■ PROBLEM TO WORK ON: Output every line of the listing as it stands.

■ RECORD SET:
────────────────────────────────────────
// ============================================================
// Layer 1 — CLI Commands and Arguments
// ============================================================
// Defines the `run` subcommand and all its configurable flags.
//
// clap's derive macros automatically generate:
//   - help text (--help)
//   - error messages for missing args
//   - type conversion (string → usize, f64, etc.)
//
// Reference: Rust Book §12 (Building a CLI Program)

use clap::{Args, Subcommand};
use crate::application::experiment::ExperimentConfig;
use crate::domain::schema::SchemaConfig;

/// The top-level subcommands available to the user
#[derive(Subcommand, Debug)]
pub enum Commands {
    /// Run the full class-imbalance experiment
    Run(RunArgs),
}

/// All arguments for the `run` command.
/// Each field becomes a --flag on the command line.
#[derive(Args, Debug)]
pub struct RunArgs {
    /// Path to the CSV dataset of session records
    #[arg(long, default_value = "data/sessions.csv")]
    pub data_path: String,

    /// Directory for the metrics log and config snapshot
    #[arg(long, default_value = "output")]
    pub output_dir: String,

    /// Name of the binary label column (0 = no purchase, 1 = purchase)
    #[arg(long, default_value = "order")]
    pub label_column: String,

    /// Columns dropped before training — they leak the label or
    /// carry no predictive signal
    #[arg(long, value_delimiter = ',', default_value = "count,click,basket,revenue")]
    pub drop_columns: Vec<String>,

    /// Seed for the splitter shuffle, backend RNG, and dataloader shuffle
    #[arg(long, default_value_t = 7)]
    pub seed: u64,

    /// Fraction of rows assigned to the training split
    #[arg(long, default_value_t = 0.6)]
    pub train_fraction: f64,

    /// Fraction of rows assigned to the validation split
    /// (the remainder after train + val becomes the test split)
    #[arg(long, default_value_t = 0.2)]
    pub val_fraction: f64,

    /// Number of full passes through each training fold
    #[arg(long, default_value_t = 1)]
    pub epochs: usize,

    /// Number of samples processed together in one forward pass
    #[arg(long, default_value_t = 128)]
    pub batch_size: usize,

    /// RMSProp learning rate
    #[arg(long, default_value_t = 1e-3)]
    pub lr: f64,

    /// Loss weight applied to the minority (purchase) class in the
    /// class-weighted phase; the majority class is weighted 1.0
    #[arg(long, default_value_t = 2.2)]
    pub minority_weight: f32,
}

/// Convert CLI RunArgs into the application-layer ExperimentConfig.
/// This is the boundary between Layer 1 and Layer 2 —
/// the application layer never sees clap types.
impl From<RunArgs> for ExperimentConfig {
    fn from(a: RunArgs) -> Self {
        ExperimentConfig {
            data_path:       a.data_path,
            output_dir:      a.output_dir,
            schema: SchemaConfig {
                label_column: a.label_column,
                drop_columns: a.drop_columns,
            },
            seed:            a.seed,
            train_fraction:  a.train_fraction,
            val_fraction:    a.val_fraction,
            epochs:          a.epochs,
            batch_size:      a.batch_size,
            lr:              a.lr,
            minority_weight: a.minority_weight,
        }
    }
}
────────────────────────────────────────
■ TASK OUTPUT:
// ============================================================
// Layer 1 — CLI Commands and Arguments
// ============================================================
// Defines the `run` subcommand and all its configurable flags.
//
// clap's derive macros automatically generate:
//   - help text (--help)
//   - error messages for missing args
//   - type conversion (string → usize, f64, etc.)
//
// Reference: Rust Book §12 (Building a CLI Program)

use clap::{Args, Subcommand};
use crate::application::experiment::ExperimentConfig;
use crate::domain::schema::SchemaConfig;

/// The top-level subcommands available to the user
#[derive(Subcommand, Debug)]
pub enum Commands {
    /// Run the full class-imbalance experiment
    Run(RunArgs),
}

/// All arguments for the `run` command.
/// Each field becomes a --flag on the command line.
#[derive(Args, Debug)]
pub struct RunArgs {
    /// Path to the CSV dataset of session records
    #[arg(long, default_value = "data/sessions.csv")]
    pub data_path: String,

    /// Directory for the metrics log and config snapshot
    #[arg(long, default_value = "output")]
    pub output_dir: String,

    /// Name of the binary label column (0 = no purchase, 1 = purchase)
    #[arg(long, default_value = "order")]
    pub label_column: String,

    /// Columns dropped before training — they leak the label or
    /// carry no predictive signal
    #[arg(long, value_delimiter = ',', default_value = "count,click,basket,revenue")]
    pub drop_columns: Vec<String>,

    /// Seed for the splitter shuffle, backend RNG, and dataloader shuffle
    #[arg(long, default_value_t = 7)]
    pub seed: u64,

    /// Fraction of rows assigned to the training split
    #[arg(long, default_value_t = 0.6)]
    pub train_fraction: f64,

    /// Fraction of rows assigned to the validation split
    /// (the remainder after train + val becomes the test split)
    #[arg(long, default_value_t = 0.2)]
    pub val_fraction: f64,

    /// Number of full passes through each training fold
    #[arg(long, default_value_t = 1)]
    pub epochs: usize,

    /// Number of samples processed together in one forward pass
    #[arg(long, default_value_t = 128)]
    pub batch_size: usize,

    /// RMSProp learning rate
    #[arg(long, default_value_t = 1e-3)]
    pub lr: f64,

    /// Loss weight applied to the minority (purchase) class in the
    /// class-weighted phase; the majority class is weighted 1.0
    #[arg(long, default_value_t = 2.2)]
    pub minority_weight: f32,
}

/// Convert CLI RunArgs into the application-layer ExperimentConfig.
/// This is the boundary between Layer 1 and Layer 2 —
/// the application layer never sees clap types.
impl From<RunArgs> for ExperimentConfig {
    fn from(a: RunArgs) -> Self {
        ExperimentConfig {
            data_path:       a.data_path,
            output_dir:      a.output_dir,
            schema: SchemaConfig {
                label_column: a.label_column,
                drop_columns: a.drop_columns,
            },
            seed:            a.seed,
            train_fraction:  a.train_fraction,
            val_fraction:    a.val_fraction,
            epochs:          a.epochs,
            batch_size:      a.batch_size,
            lr:              a.lr,
            minority_weight: a.minority_weight,
        }
    }
}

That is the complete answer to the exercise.